Lukisan gaya Cina yang masih bisa ditemui di tiang penyangga langit-langit
















Menelusuri gang-gang sempit tempat komunitas Tionghoa banyak tinggal






















Bener-bener asli lho, bahkan toko-toko itu juga banyak yang masih beroperasi sampe sekarang.

Untuk mengasah nyali, pada suatu hari saya pun pergi ke daerah itu sendirian.

Tujuan sebenarnya adalah pasar pagi Asemka yang menjual suvenir-suvenir pernikahan yang luar biasa murahnya, seperti Jatinegara. Cuma kalau di Jl. Asemka ini lebih mudah dicapai dari rumah saya, maka saya memilih untuk jalan-jalan di sekitar Asemka.

Menelusuri jalan-jalan yang semula saya sudah pernah lewati membutuhkan tenaga ekstra, untungnya saya berpedoman pada foto-foto jalan yang saya ambil waktu pergi tur pecinan. Di kawasan ini, saya berhasil menemukan mall Tionghoa yang letaknya benar-benar tersembunyi di dalam toko dan tidak tampak dari luar jalan.

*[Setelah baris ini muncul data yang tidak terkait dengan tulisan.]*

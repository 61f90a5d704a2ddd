//! # pasp-coalesce
//!
//! A fixed-capacity table that coalesces concurrent requests for the same
//! key: the first caller does the work, everyone else waits for its result.
//!
//! ```
//! use pasp_coalesce::RequestTable;
//!
//! let table: RequestTable<u32> = RequestTable::default();
//! let guard = table.enter("/site/index.pasp").unwrap();
//! assert!(guard.is_new());
//! guard.complete(1);
//! assert!(table.is_empty());
//! ```

mod completion;
pub mod table;

use std::time::Duration;

pub use table::{Acquired, RequestGuard, RequestTable, SlotHandle, SlotInfo};

/// Request table errors
#[derive(Debug, Clone, PartialEq, Eq, thiserror::Error)]
pub enum CoalesceError {
    #[error("timed out after {waited:?} waiting for a free request slot for {key}")]
    Timeout { key: String, waited: Duration },

    #[error("request for {key} was abandoned by its owner")]
    Abandoned { key: String },

    #[error("slot handle no longer refers to a live request")]
    StaleHandle,

    #[error("request table capacity must be at least 1")]
    InvalidCapacity,
}

pub type Result<T> = std::result::Result<T, CoalesceError>;
//! Logical request paths to local file-system paths.

use std::path::{Path, PathBuf};

use crate::error::{BuildError, Result};

/// Resolves a logical (URL-style) path to a local file.
pub trait PathMapper: Send + Sync {
    fn map_path(&self, logical: &str) -> Result<PathBuf>;
}

/// Logical paths are already local paths.
#[derive(Debug, Clone, Copy, Default)]
pub struct IdentityMapper;

impl PathMapper for IdentityMapper {
    fn map_path(&self, logical: &str) -> Result<PathBuf> {
        Ok(PathBuf::from(logical))
    }
}

/// Resolves logical paths under a document root.
///
/// `.` and empty segments are dropped and `..` pops a segment. A path that
/// climbs above the root is refused.
#[derive(Debug, Clone)]
pub struct RootMapper {
    root: PathBuf,
}

impl RootMapper {
    pub fn new(root: impl Into<PathBuf>) -> Self {
        Self { root: root.into() }
    }

    pub fn root(&self) -> &Path {
        &self.root
    }
}

impl PathMapper for RootMapper {
    fn map_path(&self, logical: &str) -> Result<PathBuf> {
        let mut segments: Vec<&str> = Vec::new();
        for segment in logical.split('/') {
            match segment {
                "" | "." => {}
                ".." => {
                    if segments.pop().is_none() {
                        return Err(BuildError::PermissionDenied {
                            path: PathBuf::from(logical),
                            reason: "path escapes the document root".to_string(),
                        });
                    }
                }
                s => segments.push(s),
            }
        }

        let mut local = self.root.clone();
        local.extend(segments);
        Ok(local)
    }
}

#[cfg(test)]
mod tests {
    use super::*;
    use crate::error::ErrorKind;

    #[test]
    fn test_identity() {
        assert_eq!(
            IdentityMapper.map_path("/srv/a.pasp").unwrap(),
            PathBuf::from("/srv/a.pasp")
        );
    }

    #[test]
    fn test_root_join() {
        let m = RootMapper::new("/var/www");
        assert_eq!(
            m.map_path("/site/./a.pasp").unwrap(),
            PathBuf::from("/var/www/site/a.pasp")
        );
        assert_eq!(
            m.map_path("/site/x/../__a.asp").unwrap(),
            PathBuf::from("/var/www/site/__a.asp")
        );
    }

    #[test]
    fn test_root_escape_is_denied() {
        let m = RootMapper::new("/var/www");
        let err = m.map_path("/../etc/passwd.pasp").unwrap_err();
        assert_eq!(err.kind(), ErrorKind::PermissionDenied);
        assert!(m.map_path("/a/../../b.pasp").is_err());
    }
}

Wow.














Setelah memutuskan tidak mendapatkan barang yang saya cari di sana, saya pun memutuskan untuk pulang. Di perjalanan pulang saya bareng dengan rombongan turis yang di pandu oleh orang Indonesia juga menyusuri kawasan pecinan. Mereka tampak kagum dan hepi *paling penting.